NGS Super falling victim to a cyber hack last year served as a reminder that cybersecurity is one of the leading concerns when it comes to operational risks in financial services.
But Matt Siddick, senior director of operational risk solutions at bfinance, has emphasised that operational risks extend far beyond cyber threats, pointing to an “intricate web of relationships” between external asset managers, service providers and operational due diligence processes.
Namely, he said that the most interesting day-to-day challenge for those involved in ODD is the shift in greater use of alternative investments and investment managers.
“Higher exposure to alternative asset classes, and particularly private markets, can open investors up to greater operational risks,” Siddick wrote in a piece penned for InvestorDaily.
“At the risk of over-generalising, we do still observe that private market managers – despite considerable institutionalisation through recent years – tend to have less well-defined control frameworks, weaker policies and less investor-friendly procedures, on average, than their more traditional public market-focused counterparts (though shortcomings are to be found among the latter also, of course).”
As such, he warned investors should not just assume that an asset manager has appropriate control functions in areas such as valuations, cash wires and fee calculation.
For example, Siddick said a recent ODD exercise revealed a manager whose inadequate processes had opened them up to a phishing attack, wherein cyber criminals had been able to wire money from one of the firm’s funds.
“Appropriate questions to identify vulnerabilities would include: what processes has a manager implemented to mitigate the risk of internal fraud with respect to cash movements from the fund? Has the firm adopted technology to segregate cash wire authorisation rights?” he advised.
Siddick added that private markets have historically been subject to lower levels of regulatory oversight, although this has begun to change.
“Regulators around the globe are increasing their focus on managers operating in private markets, in terms of both regulatory frameworks and visible enforcement priorities.”
Namely, the US Securities and Exchange Commission is increasing its regulatory focus on private fund advisers, while UK-based Financial Conduct Authority is conducting a review of private market valuations.

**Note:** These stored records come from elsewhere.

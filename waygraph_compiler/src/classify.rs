//! Location groups and settings-driven inclusion.

use std::collections::{BTreeMap, BTreeSet};

use log::debug;
use waygraph_data::{Graph, Group, Location};

use crate::config::{GateBehavior, Settings};

impl Settings {
    /// Whether `location` is a check under these settings.
    ///
    /// Decided per location; groups not governed by a toggle are always in.
    pub fn includes(&self, location: &Location) -> bool {
        match location.group {
            Group::MetalGate => self.shortcut_gates == GateBehavior::Randomized,
            Group::Barrier => self.barriers == GateBehavior::Randomized,
            Group::Lore => self.lore_checks,
            Group::Bosses | Group::Item | Group::Chest | Group::Teleport | Group::Event => true,
        }
    }
}

/// Result of one classification pass.
#[derive(Debug, Clone, Default, PartialEq, Eq)]
pub struct Classification {
    /// Included locations by group, names sorted. Empty groups are absent.
    pub groups: BTreeMap<Group, BTreeSet<String>>,
    /// Locations withheld by the settings.
    pub excluded: BTreeSet<String>,
}

impl Classification {
    pub fn is_included(&self, name: &str) -> bool {
        !self.excluded.contains(name)
    }

    pub fn group_of(&self, name: &str) -> Option<Group> {
        self.groups
            .iter()
            .find_map(|(group, names)| names.contains(name).then_some(*group))
    }
}

/// Place every location into its group, dropping those the settings exclude.
pub fn classify(graph: &Graph, settings: &Settings) -> Classification {
    let mut out = Classification::default();
    for (region, location) in graph.locations() {
        if settings.includes(location) {
            out.groups
                .entry(location.group)
                .or_default()
                .insert(location.name.clone());
        } else {
            debug!(
                "withholding {} location '{}' in '{}'",
                location.group, location.name, region.name
            );
            out.excluded.insert(location.name.clone());
        }
    }
    out
}

#[cfg(test)]
mod tests {
    use waygraph_data::Region;

    use super::*;

    fn loc(name: &str, group: Group) -> Location {
        Location {
            name: name.to_string(),
            group,
            rule: None,
        }
    }

    fn graph() -> Graph {
        Graph {
            regions: vec![Region {
                name: "Shrine".into(),
                locations: vec![
                    loc("Gate B", Group::MetalGate),
                    loc("Gate A", Group::MetalGate),
                    loc("Ward", Group::Barrier),
                    loc("Tablet", Group::Lore),
                    loc("Coin", Group::Item),
                ],
                exits: Vec::new(),
            }],
        }
    }

    #[test]
    fn randomized_settings_include_everything() {
        let c = classify(&graph(), &Settings::default());
        assert!(c.excluded.is_empty());
        let gates: Vec<&str> = c.groups[&Group::MetalGate].iter().map(String::as_str).collect();
        assert_eq!(gates, vec!["Gate A", "Gate B"]);
        assert_eq!(c.group_of("Coin"), Some(Group::Item));
    }

    #[test]
    fn vanilla_gates_are_withheld() {
        let settings = Settings {
            shortcut_gates: GateBehavior::Vanilla,
            ..Settings::default()
        };
        let c = classify(&graph(), &settings);
        assert!(!c.groups.contains_key(&Group::MetalGate));
        assert!(!c.is_included("Gate A"));
        assert!(!c.is_included("Gate B"));
        assert!(c.is_included("Ward"));
    }

    #[test]
    fn each_toggle_is_independent() {
        let settings = Settings {
            shortcut_gates: GateBehavior::Randomized,
            barriers: GateBehavior::Open,
            lore_checks: false,
        };
        let c = classify(&graph(), &settings);
        let excluded: Vec<&str> = c.excluded.iter().map(String::as_str).collect();
        assert_eq!(excluded, vec!["Tablet", "Ward"]);
        assert!(c.groups.contains_key(&Group::MetalGate));
    }
}
use std::collections::{HashMap, HashSet};
use std::fmt;

use log::warn;
use serde_json::Value;

use crate::*;

/// Structural problem found in a [`RawDocument`].
#[derive(Debug, Clone, PartialEq, Eq)]
pub enum ValidationError {
    DuplicateRegionName { region: Name },
    DuplicateLocationName { location: Name, first_region: Name, region: Name },
    UnknownGroup { region: Name, location: Name, group: String },
    UnknownExitTarget { region: Name, target: Name },
    DuplicateExit { region: Name, target: Name },
    NonStringLocationRule { region: Name, location: Name, value: String },
}

impl fmt::Display for ValidationError {
    fn fmt(&self, f: &mut fmt::Formatter<'_>) -> fmt::Result {
        match self {
            ValidationError::DuplicateRegionName { region } => {
                write!(f, "duplicate region name '{region}'")
            },
            ValidationError::DuplicateLocationName {
                location,
                first_region,
                region,
            } => {
                write!(
                    f,
                    "duplicate location name '{location}' (in region '{region}', first declared in '{first_region}')"
                )
            },
            ValidationError::UnknownGroup { region, location, group } => {
                write!(f, "unknown group '{group}' on location '{location}' (region '{region}')")
            },
            ValidationError::UnknownExitTarget { region, target } => {
                write!(f, "region '{region}' has an exit to undeclared region '{target}'")
            },
            ValidationError::DuplicateExit { region, target } => {
                write!(f, "region '{region}' declares more than one exit to '{target}'")
            },
            ValidationError::NonStringLocationRule { region, location, value } => {
                write!(
                    f,
                    "location '{location}' (region '{region}') has rule {value}; location rules must be strings"
                )
            },
        }
    }
}

impl std::error::Error for ValidationError {}

/// Check a raw document and report every structural problem found.
///
/// ```
/// use waygraph_data::{RawDocument, RawRegion, validate_document};
///
/// let doc = RawDocument {
///     regions: vec![
///         RawRegion { name: "Start".into(), locations: Vec::new(), exits: Vec::new() },
///         RawRegion { name: "Start".into(), locations: Vec::new(), exits: Vec::new() },
///     ],
/// };
/// assert_eq!(validate_document(&doc).len(), 1);
/// ```
pub fn validate_document(doc: &RawDocument) -> Vec<ValidationError> {
    let mut errors = Vec::new();

    let mut regions = HashSet::new();
    for region in &doc.regions {
        if !regions.insert(region.name.as_str()) {
            errors.push(ValidationError::DuplicateRegionName {
                region: region.name.clone(),
            });
        }
    }

    // location name -> first owning region
    let mut locations: HashMap<&str, &str> = HashMap::new();
    for region in &doc.regions {
        for location in &region.locations {
            if let Some(first) = locations.get(location.name.as_str()) {
                errors.push(ValidationError::DuplicateLocationName {
                    location: location.name.clone(),
                    first_region: (*first).to_string(),
                    region: region.name.clone(),
                });
            } else {
                locations.insert(&location.name, &region.name);
            }
            if let Some(group) = &location.group
                && Group::from_name(group).is_none()
            {
                errors.push(ValidationError::UnknownGroup {
                    region: region.name.clone(),
                    location: location.name.clone(),
                    group: group.clone(),
                });
            }
            if let Some(value) = &location.rule
                && !matches!(value, Value::Null | Value::String(_))
            {
                errors.push(ValidationError::NonStringLocationRule {
                    region: region.name.clone(),
                    location: location.name.clone(),
                    value: value.to_string(),
                });
            }
        }

        let mut targets = HashSet::new();
        for exit in &region.exits {
            if !regions.contains(exit.name.as_str()) {
                errors.push(ValidationError::UnknownExitTarget {
                    region: region.name.clone(),
                    target: exit.name.clone(),
                });
            }
            if !targets.insert(exit.name.as_str()) {
                errors.push(ValidationError::DuplicateExit {
                    region: region.name.clone(),
                    target: exit.name.clone(),
                });
            }
        }
    }

    errors
}

/// Validate and normalize a raw document into a [`Graph`].
///
/// Fails on the first problem [`validate_document`] would report. Missing
/// groups become [`Group::Item`]. Missing location rules and missing or
/// non-string exit rules become `None`; a location rule that is present but not
/// a string is rejected.
pub fn build_graph(doc: &RawDocument) -> Result<Graph, ValidationError> {
    if let Some(first) = validate_document(doc).into_iter().next() {
        return Err(first);
    }

    let regions = doc
        .regions
        .iter()
        .map(|raw| Region {
            name: raw.name.clone(),
            locations: raw
                .locations
                .iter()
                .map(|loc| Location {
                    name: loc.name.clone(),
                    group: loc.group.as_deref().and_then(Group::from_name).unwrap_or_default(),
                    rule: loc.rule.as_ref().and_then(Value::as_str).map(str::to_string),
                })
                .collect(),
            exits: raw
                .exits
                .iter()
                .map(|exit| Exit {
                    target: exit.name.clone(),
                    rule: exit_rule(exit.rule.as_ref(), &raw.name, &exit.name),
                })
                .collect(),
        })
        .collect();

    Ok(Graph { regions })
}

fn exit_rule(value: Option<&Value>, region: &str, target: &str) -> Option<String> {
    match value {
        None | Some(Value::Null) => None,
        Some(Value::String(s)) => Some(s.clone()),
        Some(other) => {
            warn!("exit '{region} -> {target}': non-string rule {other} treated as always true");
            None
        },
    }
}

#[cfg(test)]
mod tests {
    use serde_json::json;

    use super::*;

    fn region(name: &str) -> RawRegion {
        RawRegion {
            name: name.to_string(),
            locations: Vec::new(),
            exits: Vec::new(),
        }
    }

    fn location(name: &str, group: Option<&str>) -> RawLocation {
        RawLocation {
            name: name.to_string(),
            group: group.map(str::to_string),
            rule: None,
        }
    }

    fn exit(to: &str, rule: Option<Value>) -> RawExit {
        RawExit {
            name: to.to_string(),
            rule,
        }
    }

    #[test]
    fn empty_document_builds_empty_graph() {
        let graph = build_graph(&RawDocument::default()).expect("empty graph ok");
        assert!(graph.regions.is_empty());
    }

    #[test]
    fn duplicate_region_is_rejected() {
        let doc = RawDocument {
            regions: vec![region("Lobby"), region("Lobby")],
        };
        assert_eq!(
            build_graph(&doc),
            Err(ValidationError::DuplicateRegionName { region: "Lobby".into() })
        );
    }

    #[test]
    fn duplicate_location_across_regions_is_rejected() {
        let mut a = region("A");
        a.locations.push(location("Chest", None));
        let mut b = region("B");
        b.locations.push(location("Chest", None));
        let doc = RawDocument { regions: vec![a, b] };
        let errors = validate_document(&doc);
        assert_eq!(
            errors,
            vec![ValidationError::DuplicateLocationName {
                location: "Chest".into(),
                first_region: "A".into(),
                region: "B".into(),
            }]
        );
    }

    #[test]
    fn unknown_group_names_the_location() {
        let mut a = region("A");
        a.locations.push(location("Odd", Some("Treasure")));
        let doc = RawDocument { regions: vec![a] };
        let err = build_graph(&doc).unwrap_err();
        assert!(matches!(err, ValidationError::UnknownGroup { ref location, .. } if location == "Odd"));
        assert!(err.to_string().contains("'Treasure'"));
    }

    #[test]
    fn group_names_are_case_sensitive() {
        let mut a = region("A");
        a.locations.push(location("Gate", Some("metal gate")));
        let doc = RawDocument { regions: vec![a] };
        assert!(matches!(build_graph(&doc), Err(ValidationError::UnknownGroup { .. })));
    }

    #[test]
    fn dangling_and_duplicate_exits_are_reported() {
        let mut a = region("A");
        a.exits.push(exit("B", None));
        a.exits.push(exit("B", None));
        a.exits.push(exit("Nowhere", None));
        let doc = RawDocument {
            regions: vec![a, region("B")],
        };
        let errors = validate_document(&doc);
        assert_eq!(errors.len(), 2);
        assert!(errors.contains(&ValidationError::DuplicateExit {
            region: "A".into(),
            target: "B".into()
        }));
        assert!(errors.contains(&ValidationError::UnknownExitTarget {
            region: "A".into(),
            target: "Nowhere".into()
        }));
    }

    #[test]
    fn defaults_are_normalized() {
        let mut a = region("A");
        a.locations.push(location("Coin", None));
        a.locations.push(RawLocation {
            name: "Boss".into(),
            group: Some("Bosses".into()),
            rule: Some(json!("Sword or Wand")),
        });
        a.exits.push(exit("A", Some(json!(false))));
        let graph = build_graph(&RawDocument { regions: vec![a] }).expect("valid");
        let r = graph.region("A").expect("region A");
        assert_eq!(r.locations[0].group, Group::Item);
        assert_eq!(r.locations[0].rule, None);
        assert_eq!(r.locations[1].group, Group::Bosses);
        assert_eq!(r.locations[1].rule.as_deref(), Some("Sword or Wand"));
        assert_eq!(r.exits[0].rule, None);
    }

    #[test]
    fn non_string_location_rule_is_rejected() {
        let doc: RawDocument = serde_json::from_value(json!({
            "regions": [
                { "name": "Vault", "locations": [
                    { "name": "Sealed", "rule": false },
                    { "name": "Open", "rule": null }
                ] }
            ]
        }))
        .expect("document parses");
        let errors = validate_document(&doc);
        assert_eq!(
            errors,
            vec![ValidationError::NonStringLocationRule {
                region: "Vault".into(),
                location: "Sealed".into(),
                value: "false".into(),
            }]
        );
        let err = build_graph(&doc).unwrap_err();
        assert!(err.to_string().contains("location 'Sealed'"), "{err}");
    }

    #[test]
    fn historical_rules_key_is_accepted() {
        let doc: RawDocument = serde_json::from_value(json!({
            "regions": [
                { "name": "A", "exits": [ { "name": "B", "rules": "Key" } ] },
                { "name": "B", "locations": [ { "name": "Boss", "group": "Bosses", "rules": "Sword" } ] }
            ]
        }))
        .expect("document parses");
        let graph = build_graph(&doc).expect("valid");
        assert_eq!(graph.regions[0].exits[0].rule.as_deref(), Some("Key"));
        assert_eq!(graph.regions[1].locations[0].rule.as_deref(), Some("Sword"));
    }
}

However, he conceded that certain regions have shown varying levels of commitment to implementing these practices.
“The European Union’s Alternative Investment Fund Managers Directive has normalised the practice of appointing an independent administrator to EU-domiciled private markets funds.”
“However, many non-EU-domiciled vehicles, it should be noted, continue to be internally administered.”
Noting that APRA’s focus on cyber security still deserves praise, Siddick reminded investors that cyber risk management “does not exist in a vacuum”.
“Operational risks – cyber and beyond, in-house and external – should be considered holistically and given appropriate prioritisation”
“Moreover, with a stronger understanding of what “good” looks like now, super funds can apply “lessons learned” to internal operations. Both excellence and errors exhibited by investment managers have relevance in-house,” he concluded.